There used to be much anticipation and excitement about children’s annual book ‘treasuries’ and other compilations. Now we have The Hush Treasure Book (Allen & Unwin) to dip into. This book is special for two reasons. Firstly, it takes the Australian charity ‘Hush’ into the world of books. The specially composed Hush CDs have been bringing music to children in hospitals since 2000. There are now fourteen ‘albums of original music to bring peace and hope to patients and their families’. A CD also accompanies this book.
Secondly, The Hush Treasure Book is a ‘treasure’ of Australian authors and illustrators of children’s books, including the successful partnerships of Glenda Millard and Stephen Michael King, and Mark Greenwood and Frane Lessac. Talented Karen Taylor has imaginatively edited the book with lovely attention to detail and Lee and Kevin Burgemeestre have designed the cover and title page. The book can be read through from beginning to end; or poems, short stories and other works could be chosen to suit the reader, an occasion or mood.
Short stories include ‘Doctor Maddie’ by Danny Katz, illustrated by Mitch Vane about sick Honey Bear, and ‘The Best Horse of All’ about a carousel, written by Margaret Wild and sumptuously illustrated by Julie Vivas.
My favourite story is the longest one, ‘Ghost Motel’ about a seemingly creepy motel, by Jackie French and Michael Camilleri.
Poems include ‘We can see the world from here’ written by Jane Godwin and illustrated by Anna Walker, which is apt for a child in bed; ‘Nothing to be scared of’ by Doug Macleod, illustrated from soaring bird’s-eye views by Craig Smith; ‘Oliver’s Town’ by Nick Bland; ‘Ward’ by Shaun Tan (complete with an illustration of an owl); and an exuberant, rhyming poem by Karen Tayleur and Ann James, ‘Dot the Tot’.
There is an amazing, beautifully constructed maze by Judith Rossell, which kept me fascinated till I completed it. What a clever addition to a book for children in bed.
There are also pieces by luminaries of Australian children’s literature Tohby Riddle, Alison Lester, Bob Graham and Jane Tanner; talented newcomers; and a wordless double page spread by Bruce Whatley, which seems to be paying homage to the style of Gregory Rogers.
Another wonderful book to browse through is Australian Kids through the Years, written by Tania McCartney with pictures by the inimitable Andrew Joyner, published by the National Library of Australia. This is a non-fiction text in picture book form. It looks at children from the first Australian Aboriginal children, the 1800-1840s, the 1850s on the goldfields, 1900-1909, the 1950s and each successive decade until the present. Many of the children come from different ethnic backgrounds.

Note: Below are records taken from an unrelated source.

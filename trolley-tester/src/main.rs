mod common;
mod logic;
mod service;

use anyhow::{Context, Result};
use clap::{Parser, ValueEnum};
use colored::Colorize;
use std::fs::File;
use std::io::{BufWriter, Write, stdout};
use std::path::PathBuf;
use std::time::{Duration, Instant};

use common::scenario::{get_scenario, list_scenarios};
use common::{load_config, split_csv};
use logic::{LogicTester, ScenarioResult};
use service::{HttpDecisionService, run_service_smoke};
use trolley_sim::SimulatorConfig;

#[derive(Debug, Clone, Copy, ValueEnum)]
pub enum TestMode {
    /// Simulator core against the in-process stub service (fast, offline)
    Logic,
    /// Smoke test against a running decision service over HTTP
    Service,
    /// Run both logic and service tests
    Both,
}

#[derive(Debug, Parser)]
#[command(name = "trolley-tester", version = "0.1.0")]
#[command(about = "Automated QA testing for the trolley simulator core and its decision service")]
struct Args {
    /// Test mode: logic (offline), service (HTTP), or both
    #[arg(long, value_enum, default_value_t = TestMode::Logic)]
    mode: TestMode,

    /// Scenarios to run (comma-separated, `all` for the full catalog)
    #[arg(long, default_value = "smoke")]
    scenarios: String,

    /// List all available scenarios and exit
    #[arg(long)]
    list_scenarios: bool,

    /// Number of iterations per scenario
    #[arg(long, default_value_t = 10)]
    iterations: usize,

    /// Report format: console, json, or markdown
    #[arg(long, default_value = "console", value_parser = ["console", "json", "markdown"])]
    report: String,

    /// Verbose output
    #[arg(short, long)]
    verbose: bool,

    /// Optional path to write the report output instead of stdout
    #[arg(long)]
    output: Option<PathBuf>,

    /// Simulator configuration file (JSON)
    #[arg(long)]
    config: Option<PathBuf>,

    // Service-specific options
    /// Base URL of the decision service - service mode only
    #[arg(long, default_value = "http://localhost:5000")]
    service_url: String,

    /// Request timeout in seconds - service mode only
    #[arg(long, default_value_t = 10)]
    timeout_secs: u64,
}

#[tokio::main]
async fn main() -> Result<()> {
    env_logger::init();
    let args = Args::parse();

    if maybe_list_scenarios(&args)? {
        return Ok(());
    }

    announce_banner();

    let config = args.config.as_deref().map(load_config).transpose()?;
    let start_time = Instant::now();
    let scenarios = expand_scenarios(&args.scenarios);

    let mut all_results = run_logic_scenarios(&args, &scenarios, config.clone());
    all_results.extend(run_service_scenarios(&args, config.unwrap_or_default()).await?);

    write_reports(&args, &all_results, start_time)?;

    if all_results.iter().any(|r| !r.passed) {
        std::process::exit(1);
    }

    Ok(())
}

fn maybe_list_scenarios(args: &Args) -> Result<bool> {
    if !args.list_scenarios {
        return Ok(false);
    }
    let mut output_target = OutputTarget::new(args.output.clone())?;
    writeln!(output_target.writer(), "Available scenarios:")?;
    for (key, description) in list_scenarios() {
        writeln!(output_target.writer(), "  {key:28} - {description}")?;
    }
    output_target.flush_inner()?;
    Ok(true)
}

fn announce_banner() {
    println!("{}", "🚋 Trolley Simulator Tester".bright_cyan().bold());
    println!("{}", "================================".cyan());
}

fn expand_scenarios(scenarios_arg: &str) -> Vec<String> {
    let mut scenarios = split_csv(scenarios_arg);
    if scenarios.contains(&"all".to_string()) {
        scenarios.retain(|s| s != "all");
        scenarios.extend(list_scenarios().into_iter().map(|(key, _)| key.to_string()));
    }
    scenarios
}

fn run_logic_scenarios(
    args: &Args,
    scenarios: &[String],
    config: Option<SimulatorConfig>,
) -> Vec<ScenarioResult> {
    let mut results = Vec::new();
    if !matches!(args.mode, TestMode::Logic | TestMode::Both) {
        return results;
    }

    println!("{}", "🧠 Running Logic Tests".bright_yellow().bold());
    println!("{}", "-".repeat(30).yellow());

    let logic_tester = LogicTester::new(args.verbose).with_config(config);

    for scenario_name in scenarios {
        if let Some(scenario) = get_scenario(scenario_name) {
            results.push(logic_tester.run_scenario(&scenario, args.iterations));
        } else {
            eprintln!("⚠️  Unknown scenario: {}", scenario_name.yellow());
        }
    }

    results
}

async fn run_service_scenarios(
    args: &Args,
    config: SimulatorConfig,
) -> Result<Vec<ScenarioResult>> {
    if !matches!(args.mode, TestMode::Service | TestMode::Both) {
        return Ok(Vec::new());
    }

    println!("{}", "🌐 Running Service Tests".bright_blue().bold());
    println!("{}", "-".repeat(30).blue());
    println!("🔗 Decision service: {}", args.service_url.bright_white());

    let service = HttpDecisionService::new(
        args.service_url.clone(),
        Duration::from_secs(args.timeout_secs),
    )
    .context("failed to set up decision service client")?;

    let result = run_service_smoke(&service, &config, args.iterations, args.verbose).await;
    Ok(vec![result])
}

fn write_reports(args: &Args, results: &[ScenarioResult], start_time: Instant) -> Result<()> {
    let mut output_target = OutputTarget::new(args.output.clone())?;

    match args.report.as_str() {
        "json" => {
            if results.is_empty() {
                writeln!(&mut output_target, "[]")?;
            } else {
                logic::reports::generate_json_report(&mut output_target, results)?;
            }
        }
        "markdown" => {
            if results.is_empty() {
                writeln!(
                    &mut output_target,
                    "# Trolley Simulator Test Results\n\n_No scenarios executed._"
                )?;
            } else {
                logic::reports::generate_markdown_report(&mut output_target, results)?;
            }
        }
        _ => {
            let duration = start_time.elapsed();
            if results.is_empty() {
                writeln!(&mut output_target, "No scenarios executed.")?;
            } else {
                logic::reports::generate_console_report(&mut output_target, results, duration)?;
            }
        }
    }

    let duration = start_time.elapsed();
    writeln!(&mut output_target)?;
    writeln!(&mut output_target, "🏁 Total time: {duration:?}")?;
    output_target.flush_inner()?;
    Ok(())
}

enum OutputTarget {
    Stdout(BufWriter<std::io::Stdout>),
    File(BufWriter<File>),
}

impl OutputTarget {
    fn new(path: Option<PathBuf>) -> Result<Self> {
        if let Some(path) = path {
            let file = File::create(&path)
                .with_context(|| format!("failed to create {}", path.display()))?;
            Ok(Self::File(BufWriter::new(file)))
        } else {
            Ok(Self::Stdout(BufWriter::new(stdout())))
        }
    }

    fn writer(&mut self) -> &mut dyn Write {
        match self {
            Self::Stdout(w) => w,
            Self::File(w) => w,
        }
    }

    fn flush_inner(&mut self) -> std::io::Result<()> {
        match self {
            Self::Stdout(w) => w.flush(),
            Self::File(w) => w.flush(),
        }
    }
}

impl Write for OutputTarget {
    fn write(&mut self, buf: &[u8]) -> std::io::Result<usize> {
        self.writer().write(buf)
    }

    fn flush(&mut self) -> std::io::Result<()> {
        self.flush_inner()
    }
}
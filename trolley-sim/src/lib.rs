//! Trolley Simulator Core
//!
//! Platform-agnostic scenario state for the trolley-problem simulator: the two
//! tracks and their grouped occupants, decision payloads for the scoring
//! service, a bounded history of past decisions with replay, and the trolley
//! animation state machine. Rendering and the scoring service itself live
//! outside this crate.

pub mod animation;
pub mod config;
pub mod error;
pub mod history;
pub mod mode;
pub mod person;
pub mod request;
pub mod scenario;
pub mod selection;
pub mod service;
pub mod session;
pub mod track;
pub mod weights;

// Re-export commonly used types
#[cfg(feature = "async")]
pub use animation::drive;
pub use animation::{
    AnimationState, TimerRequest, TimerToken, TrackHighlight, TrolleyAnimator, TrolleyPosition,
};
pub use config::{AnimationTiming, SimulatorConfig};
pub use error::{
    ConfigError, ReplayError, SimulatorError, TransportError, UnknownIdentifier, ValidationError,
};
pub use history::{DEFAULT_HISTORY_CAPACITY, EntryId, HistoryEntry, HistoryKind, HistoryLog};
pub use mode::{Mode, ModeSet};
pub use person::{AgeCategory, FlagCategory, FlagSet, GroupKey, PersonRecord, RoleCategory};
pub use request::{CompareRequest, SingleRequest, build_compare, build_single};
pub use scenario::{DeonVariant, Scenario, ScenarioSnapshot};
pub use selection::{Selection, SelectionField, SelectionState, apply_selection};
pub use service::{
    AgreementStats, CompareOutcome, DecisionService, ManualEcho, ModeVerdict, SingleDecision,
    StatsView,
};
pub use session::{PendingRequest, Simulator, SingleCompletion};
pub use track::{Group, Track, TrackId, aggregate, expand};
pub use weights::{WeightConfig, WeightTable};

Each era is described over two double page spreads, with an introduction to the children featured and then a double page of detailed illustration showing what the children, and those around them, are doing. The written text is minimal, often in speech bubbles and short lists; such as what children were reading in the early 1900s – Seven Little Australians, The Tale of Peter Rabbit, The Wind in the Willows, and playing in the 1990s – Rugby League, Power Rangers, Little Athletics, Tamagotchi and Super Soaker. It’s great to see 90s children reading Magic Beach by Alison Lester, not least because she features in Hush as well. Jackie French also appears in both books, here with Diary of a Wombat.
Children should be fascinated by changing Australia. No doubt extensive information has been carefully honed to make Australian Kids through the Years accessible and interesting. It is also very well designed.